Tuesday, 19 August 2025

Data Sharing

 

1. Create Share

CREATE SHARE my_share;

2. Grant privileges to share

GRANT USAGE ON DATABASE my_db TO SHARE my_share; GRANT USAGE ON SCHEMA my_schema.my_db TO SHARE my_share; GRANT SELECT ON TABLE my_table.myschema.my_db TO SHARE my_share;

3. Add consumer account(s)

ALTER SHARE my_share ADD ACCOUNT a123bc;

4. Import share

CREATE DATABASE my_db FROM SHARE my_share;

Monday, 18 August 2025

Materialized View & Warehouse

Materialized View

To know the usage history,

    SELECT * FROM information_schema.materialized_view_refresh_history();

    SELECT * FROM information_schema.materialized_view_refresh_history(materialized_view_name             =>  'mname'));

    SELECT * FROM snowflake.account_usage.materialized_view_refresh_history;


Warehouse

Resizing: Warehouses can be resized even when query is running or when suspended.

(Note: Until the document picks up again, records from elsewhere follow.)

//! Tile data model
//!
//! The structures here make up the serialisable pathfinding tile produced by
//! the assembler. Downstream consumers (queries, tile I/O) only read them.

use glam::Vec3;

use crate::MAX_VERTS_PER_POLY;

/// What a tile polygon represents
#[derive(Debug, Clone, Copy, PartialEq, Eq)]
#[cfg_attr(
    feature = "serialization",
    derive(serde::Serialize, serde::Deserialize)
)]
pub enum PolyType {
    /// A walkable surface polygon
    Ground,
    /// A 2-vertex off-mesh connection
    OffMeshConnection,
}

/// Tile header information
#[derive(Debug, Clone)]
#[cfg_attr(
    feature = "serialization",
    derive(serde::Serialize, serde::Deserialize)
)]
pub struct TileHeader {
    /// Tile grid position
    pub x: i32,
    pub y: i32,
    /// Layer of the tile at its grid position
    pub layer: i32,
    /// User defined tile id
    pub user_id: u32,
    /// Number of polygons, off-mesh connection polygons included
    pub poly_count: i32,
    /// Number of vertices, off-mesh endpoints included
    pub vert_count: i32,
    /// Upper bound of links the tile's polygons can hold
    pub max_link_count: i32,
    /// The minimum bounds of the tile AABB
    pub bmin: Vec3,
    /// The maximum bounds of the tile AABB
    pub bmax: Vec3,
    /// Number of detail sub-meshes
    pub detail_mesh_count: i32,
    /// Number of unique detail vertices, polygon vertices excluded
    pub detail_vert_count: i32,
    /// Number of detail triangles
    pub detail_tri_count: i32,
    /// Quantisation factor of the BV tree bounds (inverse cell size)
    pub bv_quant_factor: f32,
    /// Index of the first off-mesh connection polygon
    pub off_mesh_base: i32,
    /// Number of stored off-mesh connections
    pub off_mesh_con_count: i32,
    /// Construction bound of the BV tree node array
    pub bv_node_count: i32,
    /// Agent height the tile was built for
    pub walkable_height: f32,
    /// Agent radius the tile was built for
    pub walkable_radius: f32,
    /// Maximum climb the tile was built for
    pub walkable_climb: f32,
}

/// Polygon in the tile
#[derive(Debug, Clone)]
#[cfg_attr(
    feature = "serialization",
    derive(serde::Serialize, serde::Deserialize)
)]
pub struct TilePoly {
    /// Vertex indices into the tile vertex array
    pub verts: [u16; MAX_VERTS_PER_POLY],
    /// Per-edge neighbour codes: 0 = none, n+1 = internal neighbour n,
    /// [`crate::EXT_LINK`] | side = cross-tile portal
    pub neis: [u16; MAX_VERTS_PER_POLY],
    /// User defined polygon flags
    pub flags: u16,
    /// Number of vertices used
    pub vert_count: u8,
    /// Area id of the polygon
    pub area: u8,
    /// Polygon type
    pub poly_type: PolyType,
}

impl TilePoly {
    /// Creates an empty polygon
    pub fn new(area: u8, poly_type: PolyType, flags: u16) -> Self {
        Self {
            verts: [0; MAX_VERTS_PER_POLY],
            neis: [0; MAX_VERTS_PER_POLY],
            flags,
            vert_count: 0,
            area,
            poly_type,
        }
    }
}

/// Detail sub-mesh of a polygon
#[derive(Debug, Clone, Copy, Default)]
#[cfg_attr(
    feature = "serialization",
    derive(serde::Serialize, serde::Deserialize)
)]
pub struct PolyDetail {
    /// First vertex in the detail vertex array
    pub vert_base: u32,
    /// First triangle in the detail triangle array
    pub tri_base: u32,
    /// Number of detail vertices beyond the polygon's own
    pub vert_count: u8,
    /// Number of detail triangles
    pub tri_count: u8,
}

/// Bounding volume tree node
///
/// Bounds are quantised to cell-size units. A non-negative index is a leaf
/// polygon index; a negative index is the escape offset past the node's
/// subtree, enabling stack-free traversal in preorder.
#[derive(Debug, Clone, Copy)]
#[cfg_attr(
    feature = "serialization",
    derive(serde::Serialize, serde::Deserialize)
)]
pub struct BvNode {
    /// Quantised minimum bounds
    pub bmin: [u16; 3],
    /// Quantised maximum bounds
    pub bmax: [u16; 3],
    /// Leaf polygon index, or negative escape offset
    pub i: i32,
}

/// Off-mesh connection attached to the tile
#[derive(Debug, Clone)]
#[cfg_attr(
    feature = "serialization",
    derive(serde::Serialize, serde::Deserialize)
)]
pub struct OffMeshConnection {
    /// Endpoint positions \[sx, sy, sz, ex, ey, ez\]
    pub pos: [f32; 6],
    /// Connection radius
    pub radius: f32,
    /// Index of the connection's 2-vertex polygon in the tile
    pub poly: u16,
    /// Link flags ([`crate::OFF_MESH_CON_BIDIR`])
    pub flags: u8,
    /// Tile edge the end point leaves through, 0xff when interior
    pub side: u8,
    /// User defined connection id
    pub user_id: u32,
}

/// A fully assembled pathfinding tile
#[derive(Debug, Clone)]
#[cfg_attr(
    feature = "serialization",
    derive(serde::Serialize, serde::Deserialize)
)]
pub struct NavTile {
    /// Tile header
    pub header: TileHeader,
    /// World-space vertices [x, y, z, ...]
    pub verts: Vec<f32>,
    /// Tile polygons, off-mesh connection polygons at the end
    pub polys: Vec<TilePoly>,
    /// Detail sub-mesh per ground polygon
    pub detail_meshes: Vec<PolyDetail>,
    /// Detail vertices [x, y, z, ...]
    pub detail_verts: Vec<f32>,
    /// Detail triangles, 4 bytes each: 3 indices + boundary edge flags
    pub detail_tris: Vec<u8>,
    /// Bounding volume tree in preorder, empty when not built
    pub bv_nodes: Vec<BvNode>,
    /// Stored off-mesh connections
    pub off_mesh_cons: Vec<OffMeshConnection>,
}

It impact only future queries, not the running one.


Scale Up vs Scale Out

    Scale Up (Resize) - More complex queries

    Scale Out - More User (More queries)




Micro - Partitions & Clustering

Micro - Partitions
  • Immutable - Can't be changed
  • New data - Added in new partitions
Clustering

Get the clustering key details from the existing tables,

    SELECT * FROM information_schema.tables WHERE clustering_key IS NOT NULL;

To know about the cluster in detail,

    SELECT SYSTEM$CLUSTERING_INFORMATION ('table_name');

To know about the particular column cluster in detail,

    SELECT SYSTEM$CLUSTERING_INFORMATION ('table_name','(column_name)');

To know about the clustering depth,

    SELECT SYSTEM$CLUSTERING_DEPTH ('table_name');

CACHING in Snowflake

Result Cache

  • Stores the results of a query (Cloud Services)
  • Same queries can use that cache in the future
    • Table data has not changed
    • Micro-partitions have not changed
    • Query doesn't include UDFs or external functions
    • Sufficient privileges & results are still available
  • Very fast result (persisted query result)
  • Avoids re-execution
  • Can be disabled by using
    • USE_CACHED_RESULT parameter
  • If query is not re-used purged after 24 hours
  • If query is re-used can be stored up to 31 days

Tip : Result cache is resides in the CLOUD SERVICES layer

Data Cache

  • Local SSD cache
  • Cannot be shared with other warehouses
  • Improve performance of subsequent queries that use the same data
  • Purged if warehouse is suspended or resized
  • Queries with similar data ⇒ same warehouse
  • Size depends on warehouse size
Tip : Data cache is resides in the QUERY PROCESSING layer


Metadata Cache

  • Stores statistics and metadata about objects
  • Properties for query optimization and processing
    • Range of values in micro-partition
  • Count rows, count distinct values, max/min value
  • Without using virtual warehouse
  • DESCRIBE + system-defined functions
  • Called as "Metadata store"
  • Virtual Private Edition: Dedicated metadata store
Tip : Result cache is resides in the CLOUD SERVICES layer

Query History

In 3 ways we will ab able to view the query history,


1. Using SNOWSIGHT( Web UI)

2. Using INFORMATION_SCHEMA

    SELECT * FROM TABLE (information_schema.query_history()) ORDER BY start_time;

3. Using ACCOUNT_USAGE

    SELECT * FROM snowflake.account_usage.query_history;

UNLOADING

Syntax:

COPY INTO @stage_name FROM (SELECT col1, col2, col3 FROM table_name)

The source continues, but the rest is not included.